Debo de añadir algunos matices, se desconoce todavía las características que deben tener los átomos para que puedan constituir un imán; deben de ser muy estrictas pues sólo cuatro elementos, el hierro, cobalto, níquel y gadolinio las cumplen, los técnicos arguyen que son los únicos elementos ferromagnéticos.

sábado, 6 de agosto de 2016

Colágeno

Desde hace trescientos mil años las distintas especies humanas han usado el fuego de manera cotidiana; lo hacían para disponer de una fuente fiable de luz, calor y de un arma mortífera contra los felinos; pero el beneficio mayor estaba en la cocina: alimentos que no digerimos crudos, como las nueces y los tubérculos, quemados se han convertido en parte esencial de la dieta. Además, la cocción mata peligrosos gérmenes y también facilita la masticación y digestión de los alimentos. Sépase que un chimpancé dedica cinco horas diarias a masticar alimentos crudos, con una hora le bastaría si estuviesen cocinados. Este exordio se debe a que ayer obtuve gelatina al hervir colágeno en agua.

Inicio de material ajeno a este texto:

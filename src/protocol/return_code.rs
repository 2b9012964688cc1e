//! CONNACK return codes
//!
//! v3.1.1 uses return codes 0-5, v5.0 uses reason codes where anything
//! at or above 0x80 is a refusal. Both fit in one byte, so the code is kept
//! raw and interpreted on demand.

use std::fmt;

/// Result of a CONNECT as reported by the broker
#[derive(Debug, Clone, Copy, PartialEq, Eq, Hash, Default)]
pub struct ConnectReturnCode(pub u8);

impl ConnectReturnCode {
    pub const ACCEPTED: Self = Self(0x00);

    /// Check if the broker accepted the connection
    #[inline]
    pub fn is_success(self) -> bool {
        self.0 == 0x00
    }

    pub fn code(self) -> u8 {
        self.0
    }

    fn describe(self) -> &'static str {
        match self.0 {
            0x00 => "connection accepted",
            0x01 => "unacceptable protocol version",
            0x02 => "identifier rejected",
            0x03 => "server unavailable",
            0x04 => "bad user name or password",
            0x05 => "not authorized",
            0x80 => "unspecified error",
            0x81 => "malformed packet",
            0x82 => "protocol error",
            0x83 => "implementation specific error",
            0x84 => "unsupported protocol version",
            0x85 => "client identifier not valid",
            0x86 => "bad user name or password",
            0x87 => "not authorized",
            0x88 => "server unavailable",
            0x89 => "server busy",
            0x8A => "banned",
            0x8C => "bad authentication method",
            0x97 => "quota exceeded",
            0x9C => "use another server",
            0x9D => "server moved",
            0x9F => "connection rate exceeded",
            _ => "unknown return code",
        }
    }
}

impl fmt::Display for ConnectReturnCode {
    fn fmt(&self, f: &mut fmt::Formatter<'_>) -> fmt::Result {
        write!(f, "{} (0x{:02X})", self.describe(), self.0)
    }
}

#[cfg(test)]
mod tests {
    use super::*;

    #[test]
    fn test_accepted() {
        assert!(ConnectReturnCode::ACCEPTED.is_success());
        assert!(!ConnectReturnCode(0x05).is_success());
        assert!(!ConnectReturnCode(0x87).is_success());
    }

    #[test]
    fn test_display() {
        assert_eq!(
            ConnectReturnCode(0x04).to_string(),
            "bad user name or password (0x04)"
        );
        assert_eq!(ConnectReturnCode(0x89).to_string(), "server busy (0x89)");
    }
}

Y recuerde el docto lector que el colágeno, la proteína más abundante de los animales vertebrados, constituye casi la tercera parte de la masa corporal de proteínas; un animal que pesa media tonelada está sostenido por fuertes fibras de colágeno que se hallan en los tendones, cartílagos, huesos y pellejo. La conversión del colágeno insoluble en gelatina soluble indica que se ha producido la rotura de algunas uniones entre los átomos del colágeno -razón principal de la dureza de la carne- y constituye una importante razón para su cocción. Hago un inciso gastronómico para recordar que el escaso poder nutritivo de la gelatina como alimento proteico se debe a su inusual composición de aminoácidos: muy rica en cuatro de ellos, pero muy baja en los demás.
El colágeno -decía- está organizado en fibras que a su vez contienen fibrillas; éstas constan de tres cadenas de aminoácidos enrolladas formando un cordón de tres hebras. En los tendones, las fibrillas se disponen en haces paralelos unidos transversalmente, tal ordenación les permite soportar diez mil veces su propio peso, una prestación superior a la de un hilo de acero del mismo tamaño. En el pellejo de la vaca, colágeno casi puro, las fibrillas forman una red irregular entrelazada y muy resistente, no hay más que recordar al cuero. Las fibrillas, además, no permanecen inmutables: a medida que envejecen aumenta el número de uniones dentro de ellas haciéndolas más rígidas y frágiles, lo que equivale a afirmar que se alteran las propiedades mecánicas del colágeno. ¿Consecuencia? Aumenta la fragilidad de los huesos y la córnea del ojo –que también contiene colágeno- se vuelve menos transparente. Al anciano lector que le desmoralice la lectura de estas conclusiones le recordaré que “Envejecer es el único modo de vivir mucho tiempo”.